● **PROBLEM REQUIREMENTS**
Copy out exactly the lines below that run from the one holding "fn from(err: reqwest::Error)" to the one holding "pub type Result<T>", keeping both of those lines and no others.

Stored items
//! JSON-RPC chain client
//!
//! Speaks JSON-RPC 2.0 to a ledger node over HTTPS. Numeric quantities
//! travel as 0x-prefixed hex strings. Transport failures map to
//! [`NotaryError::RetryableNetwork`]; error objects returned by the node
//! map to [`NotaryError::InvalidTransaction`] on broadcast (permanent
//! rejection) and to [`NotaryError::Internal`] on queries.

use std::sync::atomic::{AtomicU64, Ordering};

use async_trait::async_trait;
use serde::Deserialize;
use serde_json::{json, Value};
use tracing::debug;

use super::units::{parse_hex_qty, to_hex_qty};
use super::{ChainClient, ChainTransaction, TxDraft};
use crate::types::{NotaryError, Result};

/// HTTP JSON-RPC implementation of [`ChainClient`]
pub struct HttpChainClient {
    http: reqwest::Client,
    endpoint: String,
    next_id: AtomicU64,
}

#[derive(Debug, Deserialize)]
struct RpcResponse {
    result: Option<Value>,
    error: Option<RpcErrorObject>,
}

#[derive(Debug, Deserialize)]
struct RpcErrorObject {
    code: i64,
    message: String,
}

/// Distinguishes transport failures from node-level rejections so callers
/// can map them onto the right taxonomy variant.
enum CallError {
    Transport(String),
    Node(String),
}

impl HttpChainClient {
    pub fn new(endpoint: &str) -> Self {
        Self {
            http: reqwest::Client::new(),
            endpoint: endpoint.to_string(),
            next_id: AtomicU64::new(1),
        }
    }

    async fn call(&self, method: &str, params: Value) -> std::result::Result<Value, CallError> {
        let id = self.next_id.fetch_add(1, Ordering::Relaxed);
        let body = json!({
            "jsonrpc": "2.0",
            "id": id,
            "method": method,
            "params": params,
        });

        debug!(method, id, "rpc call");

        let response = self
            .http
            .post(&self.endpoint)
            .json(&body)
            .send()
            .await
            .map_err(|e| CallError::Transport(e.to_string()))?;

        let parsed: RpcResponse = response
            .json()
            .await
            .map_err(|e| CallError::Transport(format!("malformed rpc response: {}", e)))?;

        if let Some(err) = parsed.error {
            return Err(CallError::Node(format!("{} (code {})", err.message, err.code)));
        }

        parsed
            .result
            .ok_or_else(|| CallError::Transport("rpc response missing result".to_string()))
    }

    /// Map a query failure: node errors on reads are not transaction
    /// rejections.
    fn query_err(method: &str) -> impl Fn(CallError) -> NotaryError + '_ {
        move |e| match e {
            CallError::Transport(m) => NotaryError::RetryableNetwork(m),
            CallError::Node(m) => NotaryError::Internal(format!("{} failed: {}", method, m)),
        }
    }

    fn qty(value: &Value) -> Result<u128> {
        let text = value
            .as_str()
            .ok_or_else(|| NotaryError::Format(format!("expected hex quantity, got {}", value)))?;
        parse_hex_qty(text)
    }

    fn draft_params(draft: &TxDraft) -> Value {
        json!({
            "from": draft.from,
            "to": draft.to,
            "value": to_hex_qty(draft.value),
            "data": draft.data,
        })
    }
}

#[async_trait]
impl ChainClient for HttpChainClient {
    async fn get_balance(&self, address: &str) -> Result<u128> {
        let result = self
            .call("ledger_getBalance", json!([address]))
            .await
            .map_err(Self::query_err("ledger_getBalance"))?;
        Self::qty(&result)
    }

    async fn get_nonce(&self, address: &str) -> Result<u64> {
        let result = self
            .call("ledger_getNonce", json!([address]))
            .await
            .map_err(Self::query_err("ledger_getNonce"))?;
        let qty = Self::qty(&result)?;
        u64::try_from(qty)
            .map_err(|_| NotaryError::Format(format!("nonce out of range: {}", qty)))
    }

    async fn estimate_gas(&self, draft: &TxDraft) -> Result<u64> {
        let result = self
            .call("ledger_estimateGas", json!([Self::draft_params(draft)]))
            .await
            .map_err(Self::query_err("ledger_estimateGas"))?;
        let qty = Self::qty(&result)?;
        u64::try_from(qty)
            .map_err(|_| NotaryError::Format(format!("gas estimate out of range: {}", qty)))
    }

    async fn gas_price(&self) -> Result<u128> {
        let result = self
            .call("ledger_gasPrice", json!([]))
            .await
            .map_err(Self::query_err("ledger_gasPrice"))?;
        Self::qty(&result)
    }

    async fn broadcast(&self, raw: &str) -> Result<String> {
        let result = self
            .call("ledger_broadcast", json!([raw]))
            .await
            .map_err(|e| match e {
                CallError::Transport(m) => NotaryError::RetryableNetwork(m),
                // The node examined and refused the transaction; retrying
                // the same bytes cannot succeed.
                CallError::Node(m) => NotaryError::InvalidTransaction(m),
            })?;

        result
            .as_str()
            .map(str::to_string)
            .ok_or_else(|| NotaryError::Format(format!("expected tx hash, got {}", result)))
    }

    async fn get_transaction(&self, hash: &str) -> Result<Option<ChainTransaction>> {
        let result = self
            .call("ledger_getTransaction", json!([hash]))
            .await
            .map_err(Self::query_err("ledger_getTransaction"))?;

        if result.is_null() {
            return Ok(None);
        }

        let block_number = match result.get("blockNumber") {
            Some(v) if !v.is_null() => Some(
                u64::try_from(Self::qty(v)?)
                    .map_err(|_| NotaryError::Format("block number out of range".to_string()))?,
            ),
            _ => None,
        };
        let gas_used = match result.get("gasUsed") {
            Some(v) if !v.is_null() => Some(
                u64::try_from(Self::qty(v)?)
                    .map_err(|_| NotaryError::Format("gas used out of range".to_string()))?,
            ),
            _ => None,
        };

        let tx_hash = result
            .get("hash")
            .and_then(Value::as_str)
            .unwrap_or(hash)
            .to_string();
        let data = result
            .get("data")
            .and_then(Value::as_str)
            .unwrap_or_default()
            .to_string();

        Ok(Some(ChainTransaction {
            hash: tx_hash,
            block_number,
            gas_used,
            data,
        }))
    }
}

* * *

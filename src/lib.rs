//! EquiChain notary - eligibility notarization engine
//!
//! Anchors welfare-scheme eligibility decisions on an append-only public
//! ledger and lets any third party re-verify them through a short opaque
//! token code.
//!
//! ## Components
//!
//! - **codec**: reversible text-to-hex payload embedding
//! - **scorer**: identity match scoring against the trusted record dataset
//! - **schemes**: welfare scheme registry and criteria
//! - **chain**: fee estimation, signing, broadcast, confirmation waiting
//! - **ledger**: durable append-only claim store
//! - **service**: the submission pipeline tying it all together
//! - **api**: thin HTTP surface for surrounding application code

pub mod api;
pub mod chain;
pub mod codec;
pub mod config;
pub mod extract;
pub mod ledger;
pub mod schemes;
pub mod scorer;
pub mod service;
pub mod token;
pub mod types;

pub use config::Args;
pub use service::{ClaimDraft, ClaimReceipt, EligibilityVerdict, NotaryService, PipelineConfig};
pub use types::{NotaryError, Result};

* * *

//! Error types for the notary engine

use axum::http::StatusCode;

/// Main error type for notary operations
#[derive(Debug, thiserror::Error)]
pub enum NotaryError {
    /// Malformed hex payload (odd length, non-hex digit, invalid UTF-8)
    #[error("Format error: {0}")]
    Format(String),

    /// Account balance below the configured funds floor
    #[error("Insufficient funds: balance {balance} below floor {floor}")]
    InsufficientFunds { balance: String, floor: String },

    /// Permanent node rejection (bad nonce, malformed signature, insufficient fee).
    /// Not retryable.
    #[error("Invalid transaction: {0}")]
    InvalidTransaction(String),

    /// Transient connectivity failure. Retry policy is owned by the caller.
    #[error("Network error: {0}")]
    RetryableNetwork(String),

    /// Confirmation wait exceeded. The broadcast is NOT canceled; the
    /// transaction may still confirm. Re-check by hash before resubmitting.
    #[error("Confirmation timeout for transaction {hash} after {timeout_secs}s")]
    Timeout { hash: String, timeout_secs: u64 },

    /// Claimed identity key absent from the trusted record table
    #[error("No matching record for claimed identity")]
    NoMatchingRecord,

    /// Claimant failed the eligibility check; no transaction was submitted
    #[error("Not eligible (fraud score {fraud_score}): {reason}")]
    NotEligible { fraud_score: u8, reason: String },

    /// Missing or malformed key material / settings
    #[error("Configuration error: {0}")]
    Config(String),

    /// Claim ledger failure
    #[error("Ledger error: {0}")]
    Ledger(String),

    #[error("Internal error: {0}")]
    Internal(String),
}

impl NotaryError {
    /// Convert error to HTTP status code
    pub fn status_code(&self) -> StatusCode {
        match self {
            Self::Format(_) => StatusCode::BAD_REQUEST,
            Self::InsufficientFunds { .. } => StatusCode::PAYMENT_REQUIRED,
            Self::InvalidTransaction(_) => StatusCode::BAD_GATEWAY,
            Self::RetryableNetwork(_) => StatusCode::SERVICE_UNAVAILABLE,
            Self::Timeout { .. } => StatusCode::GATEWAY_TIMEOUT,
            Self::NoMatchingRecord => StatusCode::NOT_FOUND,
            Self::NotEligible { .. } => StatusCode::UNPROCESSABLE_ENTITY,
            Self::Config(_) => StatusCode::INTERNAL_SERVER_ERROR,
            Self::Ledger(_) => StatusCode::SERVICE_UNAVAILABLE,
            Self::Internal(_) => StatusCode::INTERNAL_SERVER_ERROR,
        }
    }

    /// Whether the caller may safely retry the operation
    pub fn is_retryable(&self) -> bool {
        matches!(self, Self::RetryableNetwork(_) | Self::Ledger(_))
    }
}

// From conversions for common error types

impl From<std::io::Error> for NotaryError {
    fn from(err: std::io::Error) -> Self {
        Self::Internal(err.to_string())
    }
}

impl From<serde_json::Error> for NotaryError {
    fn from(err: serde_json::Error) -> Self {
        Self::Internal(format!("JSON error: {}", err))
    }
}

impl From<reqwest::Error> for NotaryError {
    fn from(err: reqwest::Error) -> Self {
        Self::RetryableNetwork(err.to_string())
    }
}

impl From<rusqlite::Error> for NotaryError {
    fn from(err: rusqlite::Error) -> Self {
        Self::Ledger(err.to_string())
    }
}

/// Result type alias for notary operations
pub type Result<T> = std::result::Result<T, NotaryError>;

● **RESULT**
    fn from(err: reqwest::Error) -> Self {
        Self::RetryableNetwork(err.to_string())
    }
}

impl From<rusqlite::Error> for NotaryError {
    fn from(err: rusqlite::Error) -> Self {
        Self::Ledger(err.to_string())
    }
}

/// Result type alias for notary operations
pub type Result<T> = std::result::Result<T, NotaryError>;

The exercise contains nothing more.